Please Stop Asking to Borrow My Books
Picture it: you’re in high school, hanging out with your friends, snarfing fast food whilst you spend more effort complaining about your schoolwork than actually doing it (which, in hindsight, was not the smartest move). Everything is right with the world at this point in time, and you’re so busy being content with the glow of friendship and your life as it is, that you’ve been lulled into a false sense of security. I know, I’ve been there. It was all fun and games, until—
“Can I borrow this?” My friend— we’ll call her Emily— wanted to know, promptly getting pizza-grease fingerprints all over my copy of Ronni Cooper’s Rock Chicks as she eyed the back cover with the keen intensity of a Hammerhead shark studying a wounded octopus in the deep. I smiled so hard that it hurt and mentally ran through my “List Of Acceptable Excuses To Say No,” but couldn’t find one, because I’ve been raised to say “yes,” pretty much every time, everywhere, if someone asks me for a favour. But “Sure, I’ll write a cheesy fairytale retelling of your daughter’s courtship with her husband-to-be for their wedding!” Or, “Sure, you can film me getting Botox injections— for my legs, which absolutely have no cosmetic value— for your school thing,” are on a whole ‘nother level than, “Sure, you can borrow this book!”
Yes. You read that right. I’d be more comfortable letting someone film me getting a giant needle stabbed directly into my hamstrings than letting that same person borrow a book— especially if they don’t really read that often, and treat books like they’re expendable. I’d like to believe it’s not because I’m a total book snob with sharing issues, but the truth is probably way worse: I actually just don’t like lending out books, especially to people who aren’t going to take care of them (despite repeated assurances that they definitely will, they definitely do not).
Case in point: I (reluctantly) let Emily take home Rock Chicks with her one evening, and never saw it again. Other books have been returned with bent (or missing) covers, water damage (I don’t understand. Were you trying to drown it?), weird notes scrawled in the margins (why did you use pen for that? Why did you write it in the book? I know we have inside jokes, I don’t need them forever etched into Watership Down), or pages that have been bent/folded so badly, they stick out from the top. Don’t even get me started on the books that came home mysteriously missing a page. And that’s if they were returned at all.
When I was younger, my mom had a habit of lending my books out to anyone and everyone who expressed even the slightest interest, and I followed suit. Now that we’re both older and wiser, she knows not to happily give away my stuff, and I know that if I ever make the mistake of lending out a book again, I’m probably going to buy another copy just in case something happens to mine.

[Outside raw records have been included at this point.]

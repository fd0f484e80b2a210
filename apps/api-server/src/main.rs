//! # Quill API Server
//!
//! The main entry point for the Actix-web HTTP server.

use actix_web::{App, HttpServer, web};
use tracing_actix_web::TracingLogger;

mod config;
mod handlers;
mod middleware;
mod state;

use config::AppConfig;
use state::AppState;

#[actix_web::main]
async fn main() -> std::io::Result<()> {
    // Load .env file if present
    dotenvy::dotenv().ok();

    // Initialize tracing
    init_tracing();

    // Load configuration
    let config = AppConfig::from_env();

    tracing::info!(
        "Starting Quill API server on {}:{}",
        config.host,
        config.port
    );

    // Build application state
    let state = AppState::new(&config).await;

    // Start HTTP server
    HttpServer::new(move || {
        App::new()
            .wrap(TracingLogger::default())
            .app_data(web::Data::new(state.clone()))
            .configure(handlers::configure_routes)
    })
    .bind((config.host.as_str(), config.port))?
    .run()
    .await
}

fn init_tracing() {
    use tracing_subscriber::{EnvFilter, layer::SubscriberExt, util::SubscriberInitExt};

    let env_filter = EnvFilter::try_from_default_env()
        .unwrap_or_else(|_| EnvFilter::new("info,api_server=debug,quill_infra=debug"));

    tracing_subscriber::registry()
        .with(env_filter)
        .with(tracing_subscriber::fmt::layer().pretty())
        .init();
}
//! Post CRUD handlers.

use actix_web::{HttpResponse, web};
use serde::Deserialize;

use quill_core::domain::PostDraft;
use quill_shared::dto::PostPayload;

use crate::middleware::error::{AppError, AppResult};
use crate::state::AppState;

fn draft_from(payload: PostPayload) -> PostDraft {
    PostDraft {
        title: payload.title,
        content: payload.content,
        category: payload.category,
        tags: payload.tags,
    }
}

/// The `{id}` segment is parsed by hand so a non-numeric id is a 400,
/// never a routing 404.
fn parse_id(raw: &str) -> Result<i64, AppError> {
    raw.parse()
        .map_err(|_| AppError::BadRequest("id must be a number".to_string()))
}

/// POST /posts
pub async fn create_post(
    state: web::Data<AppState>,
    body: web::Json<PostPayload>,
) -> AppResult<HttpResponse> {
    let draft = draft_from(body.into_inner());
    draft.validate()?;

    let post = state.posts.create(draft).await?;
    Ok(HttpResponse::Created().json(post))
}

#[derive(Debug, Deserialize)]
pub struct ListQuery {
    term: Option<String>,
}

/// GET /posts
pub async fn list_posts(
    state: web::Data<AppState>,
    query: web::Query<ListQuery>,
) -> AppResult<HttpResponse> {
    // An empty term means "no filter", same as no term at all.
    let term = query.term.as_deref().filter(|t| !t.is_empty());

    let posts = state.posts.find_all(term).await?;
    Ok(HttpResponse::Ok().json(posts))
}

/// GET /posts/{id}
pub async fn get_post(
    state: web::Data<AppState>,
    path: web::Path<String>,
) -> AppResult<HttpResponse> {
    let id = parse_id(&path)?;

    match state.posts.find_by_id(id).await? {
        Some(post) => Ok(HttpResponse::Ok().json(post)),
        None => Err(AppError::NotFound(format!("post {id} not found"))),
    }
}

/// PUT /posts/{id}
pub async fn update_post(
    state: web::Data<AppState>,
    path: web::Path<String>,
    body: web::Json<PostPayload>,
) -> AppResult<HttpResponse> {
    let id = parse_id(&path)?;
    let draft = draft_from(body.into_inner());
    draft.validate()?;

    let post = state.posts.update(id, draft).await?;
    Ok(HttpResponse::Ok().json(post))
}

/// DELETE /posts/{id}
pub async fn delete_post(
    state: web::Data<AppState>,
    path: web::Path<String>,
) -> AppResult<HttpResponse> {
    let id = parse_id(&path)?;

    state.posts.delete(id).await?;
    Ok(HttpResponse::NoContent().finish())
}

Look, I know that treating book-borrowing like a hostage negotiation in which I don’t actually want to give you anything is kind of insane. I get it. But surely I can’t be the only person in the world who has an aversion to parting with their books, even if it’s just for a week? It’s not like I’m some kind of hoarder of literature (if I didn’t like a book, chances are, it’s found a new home within 48 hours so I can forget about it and buy new books), I just don’t like knowing that the book I gave out isn’t the same one I got back. It usually looks like it’s been through the ringer (I should note that not all of my books are pristine, but when my well-loved copy of Watership Down comes back with bent pages that have been written on, I absolutely know that it wasn’t like that before). Is it weird that I don’t mind seeing a book’s wear and tear if I’m the one doing the wearing-and-tearing?
Plus, why is it so hard for some people to grasp that returning a book damaged (or indefinitely keeping it) isn’t cool? If someone has trusted you with a book— particularly a book they really enjoy. Rock Chicks was that for me in high school, given how scandalous it read to an otherwise sheltered former Catholic schoolgirl— they’re not expecting you to put that book on a pedestal and worship it until it’s returned, they’re expecting you to take care of it the same way you would any other material possession you borrowed, and return it within a reasonable time-frame (seriously. Return it. There’s nothing more awkward than going to someone’s house and staring at a book they told you they lost, and you know it’s your copy because they didn’t bother to remove the tabs you initially used). If you damage the book, work with the person who lent it to you to find a compromise, don’t just shrug and go about your merry way. Hardcover books are expensive, especially if they’re brand new, so I don’t care how you managed to spill wine on it, I’m not amused and will probably nurse this grudge until one of us is in the ground.
Is that excessive? Absolutely, and I know it. I will give you food. I will give you clothes. I will give you jewelry or my Netflix password or money if you need it— but hands off my books.